Print every entry exactly as written.

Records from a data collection
>>
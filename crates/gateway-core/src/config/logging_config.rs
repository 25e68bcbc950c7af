//! Logging configuration

use serde::{Deserialize, Serialize};

/// Output format for log lines
#[derive(Debug, Clone, Copy, PartialEq, Eq, Default, Serialize, Deserialize)]
#[serde(rename_all = "lowercase")]
pub enum LogFormat {
    #[default]
    Pretty,
    Compact,
    Json,
}

impl std::str::FromStr for LogFormat {
    type Err = String;

    fn from_str(s: &str) -> Result<Self, Self::Err> {
        match s.trim().to_lowercase().as_str() {
            "pretty" => Ok(Self::Pretty),
            "compact" => Ok(Self::Compact),
            "json" => Ok(Self::Json),
            other => Err(format!("unknown log format '{}'", other)),
        }
    }
}

/// Logging configuration
#[derive(Debug, Clone, PartialEq, Serialize, Deserialize)]
#[serde(default)]
pub struct LoggingConfig {
    /// Log level (trace, debug, info, warn, error); `RUST_LOG` wins when set
    pub level: String,
    pub format: LogFormat,
}

impl Default for LoggingConfig {
    fn default() -> Self {
        Self {
            level: "info".to_string(),
            format: LogFormat::Pretty,
        }
    }
}

impl LoggingConfig {
    /// Merge with another logging config
    pub fn merge(&mut self, other: LoggingConfig) {
        if !other.level.is_empty() {
            self.level = other.level;
        }
        self.format = other.format;
    }
}

#[cfg(test)]
mod tests {
    use super::*;

    #[test]
    fn test_logging_config_default() {
        let config = LoggingConfig::default();
        assert_eq!(config.level, "info");
        assert_eq!(config.format, LogFormat::Pretty);
    }

    #[test]
    fn test_merge_keeps_level_when_empty() {
        let mut config = LoggingConfig::default();
        config.merge(LoggingConfig {
            level: String::new(),
            format: LogFormat::Json,
        });
        assert_eq!(config.level, "info");
        assert_eq!(config.format, LogFormat::Json);
    }
}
<<
### Solved exercise
filename crates/gateway-core/src/config/logging_config.rs
repository 25e68bcbc950c7af
//! Logging configuration

use serde::{Deserialize, Serialize};

/// Output format for log lines
#[derive(Debug, Clone, Copy, PartialEq, Eq, Default, Serialize, Deserialize)]
#[serde(rename_all = "lowercase")]
pub enum LogFormat {
    #[default]
    Pretty,
    Compact,
    Json,
}

impl std::str::FromStr for LogFormat {
    type Err = String;

    fn from_str(s: &str) -> Result<Self, Self::Err> {
        match s.trim().to_lowercase().as_str() {
            "pretty" => Ok(Self::Pretty),
            "compact" => Ok(Self::Compact),
            "json" => Ok(Self::Json),
            other => Err(format!("unknown log format '{}'", other)),
        }
    }
}

/// Logging configuration
#[derive(Debug, Clone, PartialEq, Serialize, Deserialize)]
#[serde(default)]
pub struct LoggingConfig {
    /// Log level (trace, debug, info, warn, error); `RUST_LOG` wins when set
    pub level: String,
    pub format: LogFormat,
}

impl Default for LoggingConfig {
    fn default() -> Self {
        Self {
            level: "info".to_string(),
            format: LogFormat::Pretty,
        }
    }
}

impl LoggingConfig {
    /// Merge with another logging config
    pub fn merge(&mut self, other: LoggingConfig) {
        if !other.level.is_empty() {
            self.level = other.level;
        }
        self.format = other.format;
    }
}

#[cfg(test)]
mod tests {
    use super::*;

    #[test]
    fn test_logging_config_default() {
        let config = LoggingConfig::default();
        assert_eq!(config.level, "info");
        assert_eq!(config.format, LogFormat::Pretty);
    }

    #[test]
    fn test_merge_keeps_level_when_empty() {
        let mut config = LoggingConfig::default();
        config.merge(LoggingConfig {
            level: String::new(),
            format: LogFormat::Json,
        });
        assert_eq!(config.level, "info");
        assert_eq!(config.format, LogFormat::Json);
    }
}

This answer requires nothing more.